My (current) favorite tempeh
  • Tempeh Preparation. Um, slice it. Not much else to say... Like tofu, it can be eaten straight from the package, but it tastes better after a little cooking. For either tempeh or tofu, simply sauteing for a few minutes until lightly browned and adding it to your salad is the easiest way to enjoy it. Unlike tofu though, tempeh doesn't need pressing or draining (as you might notice by how tightly it's packaged.) 
3-grain tempeh, pre-cooked
  • An easy tempeh meal: Heat a little sesame oil in a wok, add broccoli, sliced carrots, water chestnuts, snow or sugar snap peas, baby bok choy, and cubed tempeh. Saute with soy sauce until broccoli & carrots are just tender and tempeh is browned, and serve with bean sprouts for a little crunch!

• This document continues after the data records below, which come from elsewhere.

//! Merge and add jobs.
//!
//! A [`JobConfig`] names the endpoints and formats as plain strings and
//! paths. [`ArchiveJob::from_config`] validates all of it before anything is
//! opened, then [`ArchiveJob::run`] creates the output and streams every
//! input into it, one input at a time.

use crate::detect::{self, PeekReader};
use crate::pipeline::{self, TransferObserver, TransferReport};
use crate::sink::ArchiveSink;
use crate::source::{ArchiveSource, PlainFileSource, TarSource};
use oxitar_core::CompressionKind;
use oxitar_core::error::{OxiTarError, Result};
use std::fmt;
use std::fs::{self, File};
use std::io::{self, BufWriter, Write};
use std::path::{Path, PathBuf};
use tracing::{info, warn};

/// Where entries come from.
#[derive(Debug, Clone, PartialEq, Eq)]
pub enum InputSpec {
    /// Standard input, read as an archive.
    Stdin,
    /// A file on disk.
    Path(PathBuf),
}

impl InputSpec {
    /// Parse a command-line operand; `-` is standard input.
    pub fn parse(arg: &str) -> Self {
        match arg {
            "-" => Self::Stdin,
            path => Self::Path(PathBuf::from(path)),
        }
    }

    /// Label used in logs and errors.
    pub fn label(&self) -> String {
        self.to_string()
    }
}

impl fmt::Display for InputSpec {
    fn fmt(&self, f: &mut fmt::Formatter<'_>) -> fmt::Result {
        match self {
            Self::Stdin => write!(f, "stdin"),
            Self::Path(p) => write!(f, "{}", p.display()),
        }
    }
}

/// Where the archive goes.
#[derive(Debug, Clone, PartialEq, Eq)]
pub enum OutputSpec {
    /// Standard output.
    Stdout,
    /// A file, created or truncated.
    Path(PathBuf),
}

impl OutputSpec {
    /// Parse a command-line value; `-` is standard output.
    pub fn parse(arg: &str) -> Result<Self> {
        match arg {
            "" => Err(OxiTarError::configuration("missing output file")),
            "-" => Ok(Self::Stdout),
            path => Ok(Self::Path(PathBuf::from(path))),
        }
    }
}

impl fmt::Display for OutputSpec {
    fn fmt(&self, f: &mut fmt::Formatter<'_>) -> fmt::Result {
        match self {
            Self::Stdout => write!(f, "stdout"),
            Self::Path(p) => write!(f, "{}", p.display()),
        }
    }
}

/// How path inputs are interpreted.
#[derive(Debug, Clone, Copy, PartialEq, Eq, Default)]
pub enum JobMode {
    /// Every input is an archive whose entries are copied.
    #[default]
    Merge,
    /// Path inputs are sniffed: archives are merged, anything else is
    /// stored as a single entry.
    Add,
}

/// Unvalidated job description.
#[derive(Debug, Clone)]
pub struct JobConfig {
    /// Inputs, in merge order.
    pub inputs: Vec<InputSpec>,
    /// Output endpoint.
    pub output: OutputSpec,
    /// Output compression name: `xz`, `gzip` or `none`.
    pub format: String,
    /// Compression of stdin, skipping detection. Named files are always
    /// sniffed.
    pub input_format: Option<String>,
    /// Directory prefix for plain files stored by [`JobMode::Add`].
    pub directory: Option<String>,
    /// Job mode.
    pub mode: JobMode,
}

impl Default for JobConfig {
    fn default() -> Self {
        Self {
            inputs: Vec::new(),
            output: OutputSpec::Stdout,
            format: CompressionKind::default().name().to_string(),
            input_format: None,
            directory: None,
            mode: JobMode::Merge,
        }
    }
}

/// A validated merge or add job.
#[derive(Debug, Clone)]
pub struct ArchiveJob {
    inputs: Vec<InputSpec>,
    output: OutputSpec,
    output_kind: CompressionKind,
    input_kind: Option<CompressionKind>,
    directory: Option<String>,
    mode: JobMode,
}

impl ArchiveJob {
    /// Validate a configuration.
    ///
    /// Nothing is opened or created here, so a rejected configuration leaves
    /// the filesystem untouched.
    pub fn from_config(config: JobConfig) -> Result<Self> {
        let output_kind: CompressionKind = config.format.parse()?;
        let input_kind = config
            .input_format
            .as_deref()
            .map(str::parse::<CompressionKind>)
            .transpose()?;

        if config.inputs.is_empty() {
            return Err(OxiTarError::configuration("no inputs given"));
        }

        if let OutputSpec::Path(out) = &config.output {
            for input in &config.inputs {
                if let InputSpec::Path(path) = input {
                    if same_file(path, out) {
                        return Err(OxiTarError::configuration(format!(
                            "output {} is also an input",
                            out.display()
                        )));
                    }
                }
            }
        }

        Ok(Self {
            inputs: config.inputs,
            output: config.output,
            output_kind,
            input_kind,
            directory: config.directory.filter(|d| !d.is_empty()),
            mode: config.mode,
        })
    }

    /// Output compression.
    pub fn output_kind(&self) -> CompressionKind {
        self.output_kind
    }

    /// Output endpoint.
    pub fn output(&self) -> &OutputSpec {
        &self.output
    }

    /// Run the job.
    pub fn run(&self) -> Result<TransferReport> {
        self.run_observed(&mut ())
    }

    /// Run the job, reporting progress to `observer`.
    pub fn run_observed(&self, observer: &mut dyn TransferObserver) -> Result<TransferReport> {
        let report = match &self.output {
            OutputSpec::Stdout => {
                let stdout = BufWriter::new(io::stdout().lock());
                let (mut out, report) = self.write_to(stdout, observer)?;
                out.flush()?;
                report
            }
            OutputSpec::Path(path) => {
                let file = File::create(path)
                    .map_err(|e| OxiTarError::from(e).with_input(path.display().to_string()))?;
                let (out, report) = self.write_to(BufWriter::new(file), observer)?;
                let file = out.into_inner().map_err(io::IntoInnerError::into_error)?;
                file.sync_all()?;
                report
            }
        };

        info!(
            output = %self.output,
            entries = report.entries(),
            bytes = report.bytes(),
            "job finished"
        );
        Ok(report)
    }

    /// Compression forced on `input`. Only stdin takes the input format;
    /// named files are always sniffed.
    fn input_hint(&self, input: &InputSpec) -> Option<CompressionKind> {
        match input {
            InputSpec::Stdin => self.input_kind,
            InputSpec::Path(_) => None,
        }
    }

    /// Stream every input into `dest` and finish the archive.
    pub fn write_to<W: Write>(
        &self,
        dest: W,
        observer: &mut dyn TransferObserver,
    ) -> Result<(W, TransferReport)> {
        let mut sink = ArchiveSink::new(dest, self.output_kind);
        let mut report = TransferReport::new(self.output_kind);

        for input in &self.inputs {
            let opened = open_input(
                input,
                self.mode,
                self.input_hint(input),
                self.directory.as_deref(),
            )
                .map_err(|e| e.with_input(input.label()))?;
            let Some(mut source) = opened else {
                continue;
            };
            report
                .inputs
                .push(pipeline::transfer_entries(&mut source, &mut sink, observer)?);
        }

        Ok((sink.finish()?, report))
    }
}

/// Open one input as an entry source.
///
/// Returns `None` for an empty standard input, which contributes nothing.
pub fn open_input(
    input: &InputSpec,
    mode: JobMode,
    hint: Option<CompressionKind>,
    directory: Option<&str>,
) -> Result<Option<Box<dyn ArchiveSource>>> {
    match input {
        InputSpec::Stdin => {
            let mut reader = PeekReader::new(io::stdin().lock());
            if reader.peek(1).map_err(OxiTarError::Sniff)?.is_empty() {
                warn!("standard input is empty, skipping");
                return Ok(None);
            }
            let source = TarSource::from_peek(reader, "stdin", hint, None)?;
            Ok(Some(Box::new(source)))
        }
        InputSpec::Path(path) => match mode {
            JobMode::Merge => Ok(Some(Box::new(TarSource::open(path, hint)?))),
            JobMode::Add => open_added(path, directory).map(Some),
        },
    }
}

/// Open a file for adding: nested archives are merged, other files are
/// stored as one entry.
fn open_added(path: &Path, directory: Option<&str>) -> Result<Box<dyn ArchiveSource>> {
    let mut file = File::open(path)?;
    let sniffed = detect::sniff_seekable(&mut file, Some(path))?;

    if sniffed.content.is_archive(Some(path)) {
        let source = TarSource::from_file(file, path, Some(sniffed.compression))?;
        Ok(Box::new(source))
    } else {
        Ok(Box::new(PlainFileSource::from_file(file, path, directory)?))
    }
}

/// Whether two paths name the same existing file.
pub fn same_file(a: &Path, b: &Path) -> bool {
    match (fs::canonicalize(a), fs::canonicalize(b)) {
        (Ok(a), Ok(b)) => a == b,
        _ => false,
    }
}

Another common vegan/vegetarian product used in many pho-meats and that can serve as a tofu or tempeh substitute is seitan. It's not made from soy, but from wheat gluten. I don't like it. It has a meaty taste, and I don't like the taste of meat. If YOU like the taste of meat, you are welcome to give it a try, but if you're a carnivore just looking to add a few meatless meals to your week, here's a helpful tip: skip it and focus on veggies! Check out my posts tagged 'vegspiration', my main course and salad tab recipes with stars by them, or sites like Finding Vegan, Choosing Raw, and Healthy Happy Life for veg recipe ideas. 


1 comment:

  1. Another helpful post and I agree with everything you said! I really do like tofu too, and I've never tried seitan because I'm afraid of the texture and I don't desire something that tastes or feels like meat. I really want to try cooking with tempeh more though, I haven't given it much of a chance!